> [Exercise]: Search the entries for lines with the string "Borders" and say how many there are, giving only the number.

> [Stored items]:
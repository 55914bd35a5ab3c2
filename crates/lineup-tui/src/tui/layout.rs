// Screen layout: panel arrangement and percentage/cell conversion.
//
// +--------------------------------------------------+
// | Status Bar (1 row)                                |
// +-------------------+------------------------------+
// | Side Info (9 rows) | Main Panel                   |
// +-------------------+  (pitch or compare grid)      |
// | Player List        |                              |
// +-------------------+------------------------------+
// | Help Bar (1 row)                                  |
// +--------------------------------------------------+

use lineup_core::formation::PitchPoint;
use ratatui::layout::{Constraint, Direction, Layout, Position, Rect};
use ratatui::widgets::{Block, Borders};

/// Resolved screen areas for each zone.
#[derive(Debug, Clone)]
pub struct AppLayout {
    pub status_bar: Rect,
    /// Active side's team, formation, rating and strategy preset.
    pub side_info: Rect,
    /// Available or bench list for the active side.
    pub player_list: Rect,
    /// Pitch on the board tab, compare grid on the compare tab.
    pub main_panel: Rect,
    pub help_bar: Rect,
}

pub fn build_layout(area: Rect) -> AppLayout {
    let vertical = Layout::default()
        .direction(Direction::Vertical)
        .constraints([
            Constraint::Length(1), // status bar
            Constraint::Min(10),   // middle section
            Constraint::Length(1), // help bar
        ])
        .split(area);

    let horizontal = Layout::default()
        .direction(Direction::Horizontal)
        .constraints([Constraint::Percentage(32), Constraint::Percentage(68)])
        .split(vertical[1]);

    let sidebar = Layout::default()
        .direction(Direction::Vertical)
        .constraints([Constraint::Length(9), Constraint::Min(3)])
        .split(horizontal[0]);

    AppLayout {
        status_bar: vertical[0],
        side_info: sidebar[0],
        player_list: sidebar[1],
        main_panel: horizontal[1],
        help_bar: vertical[2],
    }
}

/// Split the pitch into its top (left side) and bottom (right side) halves.
pub fn pitch_halves(area: Rect) -> [Rect; 2] {
    let halves = Layout::default()
        .direction(Direction::Vertical)
        .constraints([Constraint::Percentage(50), Constraint::Percentage(50)])
        .split(area);
    [halves[0], halves[1]]
}

/// Drawable area inside a bordered half.
pub fn half_inner(half: Rect) -> Rect {
    Block::default().borders(Borders::ALL).inner(half)
}

/// Drawable areas of both halves, indexed by `Side::index()`.
pub fn pitch_areas(area: Rect) -> [Rect; 2] {
    pitch_halves(area).map(half_inner)
}

// ---------------------------------------------------------------------------
// Percentage space <-> terminal cells
// ---------------------------------------------------------------------------

// Each half owns a full 0-100 percentage space. The bottom side's slots are
// already mirrored, so both halves map y downward without a flip.

fn scale(percent: f64, len: u16) -> u16 {
    let max = len.saturating_sub(1);
    let cells = percent.clamp(0.0, 100.0) / 100.0 * f64::from(max);
    (cells.round() as u16).min(max)
}

fn unscale(offset: u16, len: u16) -> f64 {
    if len <= 1 {
        return 50.0;
    }
    f64::from(offset) / f64::from(len - 1) * 100.0
}

/// Terminal cell for a point. `None` when the area has no cells.
pub fn percent_to_cell(point: PitchPoint, area: Rect) -> Option<(u16, u16)> {
    if area.is_empty() {
        return None;
    }
    Some((
        area.x + scale(point.x, area.width),
        area.y + scale(point.y, area.height),
    ))
}

/// Point under a terminal cell. `None` when the cell is outside `area`.
pub fn cell_to_percent(col: u16, row: u16, area: Rect) -> Option<PitchPoint> {
    if !area.contains(Position::new(col, row)) {
        return None;
    }
    Some(PitchPoint::new(
        unscale(col - area.x, area.width),
        unscale(row - area.y, area.height),
    ))
}
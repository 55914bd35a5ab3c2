// Roster entries and the drag-and-drop payload boundary.

use serde::{Deserialize, Serialize};
use thiserror::Error;

use crate::position::{normalize_position, Role};

/// A roster entry as delivered by the backend.
///
/// `name` identifies the player within one team's roster only; two clubs may
/// field players with the same name.
#[derive(Debug, Clone, PartialEq, Serialize, Deserialize)]
pub struct Player {
    pub name: String,
    /// Free-text position category ("Defender", "striker", ...).
    #[serde(default)]
    pub position: String,
    /// Expected 1-99, not enforced.
    #[serde(default)]
    pub rating: f64,
}

impl Player {
    pub fn new(name: impl Into<String>, position: impl Into<String>, rating: f64) -> Self {
        Player {
            name: name.into(),
            position: position.into(),
            rating,
        }
    }

    /// The player's natural role, if the position text is recognizable.
    pub fn natural_role(&self) -> Option<Role> {
        normalize_position(&self.position)
    }
}

/// Why a drag payload could not be turned into a `Player`.
#[derive(Debug, Clone, Error, PartialEq)]
pub enum InvalidPayload {
    #[error("drag payload is empty")]
    Empty,

    #[error("drag payload is not a player object: {0}")]
    Malformed(String),

    #[error("drag payload has an empty player name")]
    MissingName,

    #[error("drag payload rating is not a finite number")]
    BadRating,
}

/// Raw shape accepted across the drag boundary. Everything is optional so
/// that validation can report a precise reason.
#[derive(Debug, Deserialize)]
struct RawPayload {
    name: Option<String>,
    #[serde(default)]
    position: Option<String>,
    #[serde(default)]
    rating: Option<serde_json::Value>,
}

/// Parse and validate a serialized player carried by a drag-and-drop event.
pub fn parse_drag_payload(raw: &str) -> Result<Player, InvalidPayload> {
    if raw.trim().is_empty() {
        return Err(InvalidPayload::Empty);
    }

    let payload: RawPayload =
        serde_json::from_str(raw).map_err(|e| InvalidPayload::Malformed(e.to_string()))?;

    // Names are matched against the roster verbatim, so only blank ones are
    // rejected.
    let name = payload
        .name
        .filter(|n| !n.trim().is_empty())
        .ok_or(InvalidPayload::MissingName)?;

    let rating = match payload.rating {
        None | Some(serde_json::Value::Null) => 0.0,
        Some(serde_json::Value::Number(n)) => n.as_f64().ok_or(InvalidPayload::BadRating)?,
        // Rosters occasionally carry ratings as strings ("84").
        Some(serde_json::Value::String(s)) => {
            s.trim().parse::<f64>().map_err(|_| InvalidPayload::BadRating)?
        }
        Some(_) => return Err(InvalidPayload::BadRating),
    };
    if !rating.is_finite() {
        return Err(InvalidPayload::BadRating);
    }

    Ok(Player {
        name,
        position: payload.position.unwrap_or_default(),
        rating,
    })
}

/// Serialize a player for the drag boundary.
pub fn drag_payload(player: &Player) -> String {
    serde_json::to_string(player).unwrap_or_default()
}

#[cfg(test)]
mod tests {
    use super::*;

    #[test]
    fn parses_valid_payload() {
        let p = parse_drag_payload(r#"{"name":"Bukayo Saka","position":"Forward","rating":87}"#)
            .unwrap();
        assert_eq!(p.name, "Bukayo Saka");
        assert_eq!(p.position, "Forward");
        assert_eq!(p.rating, 87.0);
        assert_eq!(p.natural_role(), Some(Role::Attack));
    }

    #[test]
    fn accepts_string_rating() {
        let p = parse_drag_payload(r#"{"name":"A","position":"Defender","rating":"71"}"#).unwrap();
        assert_eq!(p.rating, 71.0);
    }

    #[test]
    fn missing_position_is_allowed() {
        let p = parse_drag_payload(r#"{"name":"Unknown Trialist","rating":55}"#).unwrap();
        assert!(p.position.is_empty());
        assert_eq!(p.natural_role(), None);
    }

    #[test]
    fn rejects_empty_payload() {
        assert_eq!(parse_drag_payload("   "), Err(InvalidPayload::Empty));
    }

    #[test]
    fn rejects_non_json() {
        assert!(matches!(
            parse_drag_payload("not json"),
            Err(InvalidPayload::Malformed(_))
        ));
        assert!(matches!(
            parse_drag_payload("[1,2,3]"),
            Err(InvalidPayload::Malformed(_))
        ));
    }

    #[test]
    fn rejects_missing_or_blank_name() {
        assert_eq!(
            parse_drag_payload(r#"{"position":"Defender","rating":70}"#),
            Err(InvalidPayload::MissingName)
        );
        assert_eq!(
            parse_drag_payload(r#"{"name":"  ","rating":70}"#),
            Err(InvalidPayload::MissingName)
        );
    }

    #[test]
    fn rejects_bad_rating() {
        assert_eq!(
            parse_drag_payload(r#"{"name":"A","rating":"high"}"#),
            Err(InvalidPayload::BadRating)
        );
        assert_eq!(
            parse_drag_payload(r#"{"name":"A","rating":[1]}"#),
            Err(InvalidPayload::BadRating)
        );
    }

    #[test]
    fn drag_payload_round_trips() {
        let p = Player::new("Declan Rice", "Midfielder", 86.0);
        assert_eq!(parse_drag_payload(&drag_payload(&p)).unwrap(), p);
    }

    #[test]
    fn padded_roster_name_survives_round_trip() {
        let p = Player::new(" Saka ", "Forward", 88.0);
        assert_eq!(parse_drag_payload(&drag_payload(&p)).unwrap().name, " Saka ");
    }
}
//! Conquer: reassembling slice trees into one decomposition tree.
//!
//! Decides whether the current vertex set is connected, labels the slice
//! leaves by their (co-)components, runs refinement, factorization, the pivot
//! permutation and the spine, splices the surviving subtrees into the spine
//! modules, glues a disconnected remainder back on under a parallel root, and
//! collapses same-kind degenerate chains.

use std::fmt;
use std::hash::Hash;

use super::Decomposer;
use crate::tree::{Connectivity, ModuleKind, NodeId};

impl<V> Decomposer<'_, V>
where
    V: Eq + Hash + Clone + fmt::Debug,
{
    pub(super) fn conquer(&mut self, trees: Vec<NodeId>) -> NodeId {
        debug_assert!(trees.len() >= 2, "conquer needs the pivot and one slice");
        let k = trees.len() - 1;

        // The last slice has no alpha edge into the earlier ones exactly when
        // the current vertex set is disconnected; all its leaves agree, so
        // probing one is enough.
        self.vmask.clear();
        for &tree in &trees[..k] {
            for leaf in self.forest.leaves(tree) {
                let v = self.leaf_vertex(leaf);
                self.vmask.insert(v.index());
            }
        }
        let probe = self.forest.leaves(trees[k])[0];
        let probe_vertex = self.leaf_vertex(probe);
        let connected = self.alpha[probe_vertex.index()]
            .iter()
            .any(|v| self.vmask.contains(v.index()));
        let last = if connected { k } else { k - 1 };
        let slices = &trees[..=last];

        // Label the leaves of each slice by their (co-)component within it:
        // co-components for the neighbor slice, components for the rest,
        // numbered consecutively across slices.
        let mut found = 0;
        for (index, &tree) in slices.iter().enumerate().skip(1) {
            if index == 1 {
                self.label_by_component(tree, Connectivity::CoComponent, 0);
            } else {
                found = self.label_by_component(tree, Connectivity::Component, found);
            }
        }

        self.refine_trees(slices);
        self.factorize_trees(slices);
        let sigma = self.pivot_permutation(slices);
        let (mut root, spine) = self.build_spine(&sigma);

        // Replace each (co-)component by the roots of the refactored subtrees
        // covering its leaves. A subtree may cover several groups; the
        // replaced mask keeps it from being inserted twice.
        self.vmask.clear();
        for module in spine.iter().rev() {
            for group in &module.components {
                for &member in group {
                    let vertex = self.leaf_vertex(member);
                    if self.vmask.contains(vertex.index()) {
                        continue;
                    }
                    let subtree = self.forest.get_root(member);
                    self.forest.insert(module.node, subtree);
                    for leaf in self.forest.leaves(subtree) {
                        let covered = self.leaf_vertex(leaf);
                        self.vmask.insert(covered.index());
                    }
                }
            }
        }

        // A disconnected remainder goes under a parallel root.
        if last == k - 1 {
            let rest = trees[k];
            if self.forest[rest].kind() == Some(ModuleKind::Parallel) {
                self.forest.insert(rest, root);
                root = rest;
            } else {
                let fresh = self.forest.new_module(ModuleKind::Parallel);
                self.forest.insert(fresh, root);
                self.forest.insert(fresh, rest);
                root = fresh;
            }
        }

        self.normalize(root);
        root
    }

    /// Labels every leaf under `root` with its (co-)component index. The
    /// components are read off the tree: a parallel root contributes one
    /// component per child (dually, a series root one co-component per
    /// child); any other root is a single (co-)component.
    fn label_by_component(
        &mut self,
        root: NodeId,
        connectivity: Connectivity,
        start: usize,
    ) -> usize {
        let split = matches!(
            (self.forest[root].kind(), connectivity),
            (Some(ModuleKind::Parallel), Connectivity::Component)
                | (Some(ModuleKind::Series), Connectivity::CoComponent)
        );
        let mut next = start;
        if split {
            let children = self.forest[root].children.clone();
            for child in children {
                for leaf in self.forest.leaves(child) {
                    self.forest[leaf].connectivity = Some((next, connectivity));
                }
                next += 1;
            }
        } else {
            for leaf in self.forest.leaves(root) {
                self.forest[leaf].connectivity = Some((next, connectivity));
            }
            next += 1;
        }
        next
    }

    /// Merges every degenerate node into a same-kind parent. Splitting can
    /// leave such chains behind when a (co-)component fragment keeps the kind
    /// of the spine module it lands in.
    fn normalize(&mut self, root: NodeId) {
        for u in self.forest.preorder(root) {
            let Some(parent) = self.forest[u].parent else {
                continue;
            };
            if !self.forest[u].is_degenerate() || self.forest[u].kind() != self.forest[parent].kind()
            {
                continue;
            }
            let children = std::mem::take(&mut self.forest[u].children);
            for &child in &children {
                self.forest[child].parent = Some(parent);
            }
            let position = self.forest[parent]
                .children
                .iter()
                .position(|&c| c == u)
                .expect("a non-root node is listed by its parent");
            self.forest[parent].children.splice(position..=position, children);
            self.forest[u].parent = None;
        }
    }
}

> [The answer]: 2